Harris herself has long been a blueberry fan.

“What I love about blueberries is that they’re very versatile. I eat a fruit smoothie every morning. I love it when I have fresh fruit to use every morning,” she enthused.

“You can use them in healthy food like that or you can use them in more decadent goods. … They taste great and they’re good for you.”

“They’re also fun to take care of from the perspective of a farmer. We work with them all year round,” she added. “It’s a lot of hard work, but it’s great to see the bushes get heavy and people come fill their containers.”

The special blueberry day at Quonquont will include picking opportunities, local food vendors, and tastings of beverages from local breweries.

Pollinator expert Fred Morrison will be on hand to talk about the relationship between pollinators like bumblebees and blueberries and will offer advice on attracting pollinators to the home garden.

The festival will also feature Quonquont’s second annual Blueberry Bake-Off. The bake-off will be divided into three categories: home baker (adult), home baker (child), and professional baker. The children’s category is new this year.

Visitors to the farm will be able to purchase a set of marbles with which to “vote” for their favorite culinary creations. The money generated by selling the marbles will be donated to the Food Bank of Western Massachusetts.

In addition to the people’s choice awards generated by the marble sales, the three categories will each receive a professional award from a food writer … namely, me.

I served as the celebrity judge at last year’s bake-off as well. Tasting 20-odd blueberry treats may sound like a wonderful assignment. It was. It was also extremely filling — and it was harder than I expected.

I managed to narrow the entries in each category down to a few favorites.

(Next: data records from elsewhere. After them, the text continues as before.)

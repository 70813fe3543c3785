/* This Source Code Form is subject to the terms of the Mozilla Public
 * License, v. 2.0. If a copy of the MPL was not distributed with this
 * file, You can obtain one at https://mozilla.org/MPL/2.0/. */

//! Serializable snapshot of the mirror.
//!
//! The snapshot always covers the full mirror, independent of the active
//! filter. Nodes and edges are ordered by id so two snapshots of the same
//! mirror differ only in their timestamp.

use serde::Serialize;
use time::OffsetDateTime;
use time::format_description::well_known::Rfc3339;

use crate::graph::{EdgeId, EdgeKind, EntityRef, Graph, NodeId, NodeKind};
use crate::protocol::WirePosition;

#[derive(Debug, thiserror::Error)]
pub enum ExportError {
    #[error("timestamp formatting failed: {0}")]
    Timestamp(#[from] time::error::Format),
    #[error("snapshot encoding failed: {0}")]
    Json(#[from] serde_json::Error),
}

#[derive(Debug, Clone, PartialEq, Serialize)]
pub struct ExportNode {
    pub id: NodeId,
    pub kind: NodeKind,
    #[serde(skip_serializing_if = "Option::is_none")]
    pub entity_ref: Option<EntityRef>,
    #[serde(skip_serializing_if = "Option::is_none")]
    pub label: Option<String>,
    #[serde(skip_serializing_if = "Option::is_none")]
    pub origin_ref: Option<String>,
    pub position: WirePosition,
}

#[derive(Debug, Clone, PartialEq, Eq, Serialize)]
pub struct ExportEdge {
    pub id: EdgeId,
    pub source_id: NodeId,
    pub target_id: NodeId,
    pub kind: EdgeKind,
}

#[derive(Debug, Clone, PartialEq, Serialize)]
pub struct ExportSnapshot {
    /// RFC 3339, UTC.
    pub timestamp: String,
    pub node_count: usize,
    pub edge_count: usize,
    pub nodes: Vec<ExportNode>,
    pub edges: Vec<ExportEdge>,
}

impl ExportSnapshot {
    pub fn to_json(&self) -> Result<String, ExportError> {
        Ok(serde_json::to_string_pretty(self)?)
    }
}

/// Snapshot the mirror as of now.
pub fn serialize(graph: &Graph) -> Result<ExportSnapshot, ExportError> {
    serialize_at(graph, OffsetDateTime::now_utc())
}

pub fn serialize_at(graph: &Graph, at: OffsetDateTime) -> Result<ExportSnapshot, ExportError> {
    let mut nodes: Vec<ExportNode> = graph
        .nodes()
        .map(|node| ExportNode {
            id: node.id.clone(),
            kind: node.kind,
            entity_ref: node.entity_ref.clone(),
            label: node.label.clone(),
            origin_ref: node.origin_ref.clone(),
            position: node.position.into(),
        })
        .collect();
    nodes.sort_by(|a, b| a.id.cmp(&b.id));

    let mut edges: Vec<ExportEdge> = graph
        .edges()
        .map(|edge| ExportEdge {
            id: edge.id.clone(),
            source_id: edge.source.clone(),
            target_id: edge.target.clone(),
            kind: edge.kind,
        })
        .collect();
    edges.sort_by(|a, b| a.id.cmp(&b.id));

    Ok(ExportSnapshot {
        timestamp: at.to_offset(time::UtcOffset::UTC).format(&Rfc3339)?,
        node_count: nodes.len(),
        edge_count: edges.len(),
        nodes,
        edges,
    })
}
/* This Source Code Form is subject to the terms of the Mozilla Public
 * License, v. 2.0. If a copy of the MPL was not distributed with this
 * file, You can obtain one at https://mozilla.org/MPL/2.0/. */

//! Applying confirmed events to the local mirror.
//!
//! `Mirror::apply_event` is the single write path into the graph. Every event
//! is idempotent under redelivery, and each one is applied completely within
//! one call: there is no intermediate state in which an edge outlives an
//! endpoint.

mod pending;

use std::fmt;

use log::{debug, info, warn};

use crate::graph::{EdgeId, EdgeInsert, Graph, NodeId};
use crate::protocol::{InboundEvent, WireEdge, WireNode};
pub use pending::PendingEdgePolicy;
use pending::PendingEdges;

/// Non-fatal conditions raised while applying an event.
#[derive(Debug, Clone, PartialEq, Eq)]
pub enum SyncWarning {
    /// Node arrived without a position and was placed at the origin.
    MissingPosition(NodeId),
    /// `add_edge` arrived before its endpoints; buffered for later.
    EdgeDeferred { edge: EdgeId, missing: Vec<NodeId> },
    /// Edge discarded because its endpoints are absent from a full snapshot.
    EdgeDropped { edge: EdgeId, missing: Vec<NodeId> },
    /// Buffered edge never saw its endpoints within the buffer lifetime.
    DeferredEdgeExpired(EdgeId),
    /// Buffered edge pushed out by a full buffer.
    DeferredEdgeEvicted(EdgeId),
}

impl fmt::Display for SyncWarning {
    fn fmt(&self, f: &mut fmt::Formatter<'_>) -> fmt::Result {
        let join = |ids: &[NodeId]| {
            ids.iter()
                .map(NodeId::as_str)
                .collect::<Vec<_>>()
                .join(", ")
        };
        match self {
            SyncWarning::MissingPosition(id) => {
                write!(f, "node {id} has no position, placed at origin")
            },
            SyncWarning::EdgeDeferred { edge, missing } => {
                write!(f, "edge {edge} arrived before endpoint(s) {}; deferred", join(missing))
            },
            SyncWarning::EdgeDropped { edge, missing } => {
                write!(f, "edge {edge} references missing endpoint(s) {}; dropped", join(missing))
            },
            SyncWarning::DeferredEdgeExpired(edge) => {
                write!(f, "deferred edge {edge} expired before its endpoints arrived")
            },
            SyncWarning::DeferredEdgeEvicted(edge) => {
                write!(f, "deferred edge {edge} evicted, buffer full")
            },
        }
    }
}

/// What one applied event changed.
#[derive(Debug, Clone, Default, PartialEq)]
pub struct ApplyReport {
    /// Mirror content was replaced wholesale (`load_graph`, `clear_canvas`).
    pub replaced: bool,
    pub added_nodes: Vec<NodeId>,
    pub added_edges: Vec<EdgeId>,
    pub moved_nodes: Vec<NodeId>,
    pub removed_nodes: Vec<NodeId>,
    pub removed_edges: Vec<EdgeId>,
    pub warnings: Vec<SyncWarning>,
}

impl ApplyReport {
    pub fn changed(&self) -> bool {
        self.replaced
            || !self.added_nodes.is_empty()
            || !self.added_edges.is_empty()
            || !self.moved_nodes.is_empty()
            || !self.removed_nodes.is_empty()
            || !self.removed_edges.is_empty()
    }
}

/// The local graph mirror plus its out-of-order edge buffer.
#[derive(Debug, Clone, Default)]
pub struct Mirror {
    graph: Graph,
    pending: PendingEdges,
}
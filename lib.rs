/* This Source Code Form is subject to the terms of the Mozilla Public
 * License, v. 2.0. If a copy of the MPL was not distributed with this
 * file, You can obtain one at https://mozilla.org/MPL/2.0/. */

//! Interaction and synchronization controller for a graph canvas whose
//! canonical graph lives with a remote authority.
//!
//! The local [`sync::Mirror`] is changed only by confirmed events from the
//! authority. User gestures handled by [`app::CanvasController`] produce
//! requests on a [`protocol::channel::CommandChannel`] and nothing else.

pub mod app;
pub mod camera;
pub mod export;
pub mod filter;
pub mod graph;
pub mod input;
pub mod prefs;
pub mod protocol;
pub mod render;
pub mod sync;

#[cfg(any(test, feature = "test-utils"))]
pub mod test_utils;

use tracing_subscriber::EnvFilter;

pub const VERSION: &str = env!("CARGO_PKG_VERSION");

/// Install a stderr `fmt` subscriber. `filter` takes precedence over
/// `RUST_LOG`; with neither, `info` is used. `log` records from the library
/// are routed through the same subscriber.
pub fn init_tracing(filter: Option<&str>) {
    let filter = match filter {
        Some(directives) => EnvFilter::new(directives),
        None => EnvFilter::try_from_default_env().unwrap_or_else(|_| EnvFilter::new("info")),
    };
    let _ = tracing_subscriber::fmt()
        .with_env_filter(filter)
        .with_writer(std::io::stderr)
        .try_init();
}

Judging among

hose favorites was a challenge, however, particularly when (as flavors do) the flavors of the different dishes began to meld together a bit in my mouth and brain.

In the end, both the people’s choice award and my award went to the same home creation: a lemon-blueberry-zucchini cake by Sara Cahillane. It was stunning to look at and blended flavors and textures expertly.

I asked Cahillane if she was a neighbor of the farm.

“Yes, we live across the street from Quonquont and consider ourselves lucky,” she told me. “We know all our neighbors. It’s a great group.”

Leslie Harris noted that Quonquont Farm has scheduled the festival and bake-off a few weeks into blueberry season so people won’t have trouble finding berries for their entries.

“People should visit their local farm (preferably Quonquont), get fruit, and get cooking,” she urged.

Harris is looking forward to the entire day. She is particularly happy that the baking contest is honoring junior chefs this year, she told me.

“It’s great for children to think they can express themselves through baking,” she explained. “I was a baker as a child, and I want to give children that opportunity.”

I, too, am looking forward to the blueberry festival and to judging this year’s bake-off entries. I hope my taste buds and digestive system will be up to the task!

Sara’s Lemon Blueberry Zucchini Cake

2 cups shredded zucchini 3 eggs, lightly beaten, at room temperature 1 cup vegetable oil 1 tablespoon vanilla extract 2 ¼ cups sugar 2 tablespoons lemon juice 3 cups flour 1 teaspoon salt 1 teaspoon baking power ¼ teaspoon baking soda 1 pint fresh blueberries for the lemon icing: 1 cup (2 sticks) unsalted butter at room temperature confectioner’s sugar to taste, up to 3 ½ cups 1 pinch salt (omit this if you’re using salted butter) the juice and zest of 1 lemon 1 teaspoon vanilla

Preheat the oven to 350 degrees. Prepare two 8-inch round cake pans with butter and flour or use a non-stick, floured baking spray.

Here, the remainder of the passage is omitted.